What you will do: Only the lines that hold "ExtractLimits" should be in the answer, each copied from the data below.

Input material:

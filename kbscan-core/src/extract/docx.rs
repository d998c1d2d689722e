//! Word document extraction
//!
//! Paragraphs styled `Heading*` (or the Japanese `見出し` styles)
//! become headings; the first few body paragraphs become the preview.

use super::{ooxml, Outline};
use crate::config::ExtractLimits;
use crate::error::Result;
use std::path::Path;

pub(super) fn extract(path: &Path, limits: &ExtractLimits) -> Result<Outline> {
    let xml = ooxml::read_entry(path, "word/document.xml")?;

    let mut headings = Vec::new();
    let mut preview_parts: Vec<String> = Vec::new();
    let mut collected = 0usize;

    for para in xml.split("</w:p>") {
        let text = ooxml::tag_texts(para, "w:t").concat();
        let text = text.trim();
        if text.is_empty() {
            continue;
        }

        let style = ooxml::attr_after(para, "w:pStyle", "w:val").unwrap_or_default();
        let is_heading =
            style.to_lowercase().starts_with("heading") || style.contains("見出し");

        if is_heading {
            if headings.len() < limits.max_headings {
                headings.push(text.to_string());
            }
        } else if preview_parts.len() < limits.max_preview_paragraphs {
            preview_parts.push(text.to_string());
        }

        collected += text.len();
        if collected >= limits.max_extract_chars {
            break;
        }
    }

    Ok(Outline {
        headings,
        preview: preview_parts.join("\n"),
        metadata: Default::default(),
    })
}

#[cfg(test)]
mod tests {
    use super::*;
    use std::io::Write;
    use tempfile::TempDir;
    use zip::write::SimpleFileOptions;
    use zip::ZipWriter;

    fn write_docx(path: &Path, document_xml: &str) {
        let file = std::fs::File::create(path).unwrap();
        let mut zip = ZipWriter::new(file);
        zip.start_file("word/document.xml", SimpleFileOptions::default())
            .unwrap();
        zip.write_all(document_xml.as_bytes()).unwrap();
        zip.finish().unwrap();
    }

    #[test]
    fn test_headings_and_preview() {
        let dir = TempDir::new().unwrap();
        let path = dir.path().join("spec.docx");
        write_docx(
            &path,
            r#"<w:document><w:body>
<w:p><w:pPr><w:pStyle w:val="Heading1"/></w:pPr><w:r><w:t>Overview</w:t></w:r></w:p>
<w:p><w:r><w:t>This system handles orders.</w:t></w:r></w:p>
<w:p><w:pPr><w:pStyle w:val="Heading2"/></w:pPr><w:r><w:t>Screens</w:t></w:r></w:p>
<w:p><w:r><w:t>Login and </w:t></w:r><w:r><w:t>search.</w:t></w:r></w:p>
</w:body></w:document>"#,
        );

        let outline = extract(&path, &ExtractLimits::default()).unwrap();
        assert_eq!(outline.headings, vec!["Overview", "Screens"]);
        assert_eq!(
            outline.preview,
            "This system handles orders.\nLogin and search."
        );
    }

    #[test]
    fn test_japanese_heading_style() {
        let dir = TempDir::new().unwrap();
        let path = dir.path().join("spec.docx");
        write_docx(
            &path,
            r#"<w:p><w:pPr><w:pStyle w:val="見出し 1"/></w:pPr><w:r><w:t>概要</w:t></w:r></w:p>"#,
        );

        let outline = extract(&path, &ExtractLimits::default()).unwrap();
        assert_eq!(outline.headings, vec!["概要"]);
    }

    #[test]
    fn test_not_a_zip_is_error() {
        let dir = TempDir::new().unwrap();
        let path = dir.path().join("broken.docx");
        std::fs::write(&path, "this is not a zip").unwrap();
        assert!(extract(&path, &ExtractLimits::default()).is_err());
    }
}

Output for this task:
use crate::config::ExtractLimits;
pub(super) fn extract(path: &Path, limits: &ExtractLimits) -> Result<Outline> {
        let outline = extract(&path, &ExtractLimits::default()).unwrap();
        let outline = extract(&path, &ExtractLimits::default()).unwrap();
        assert!(extract(&path, &ExtractLimits::default()).is_err());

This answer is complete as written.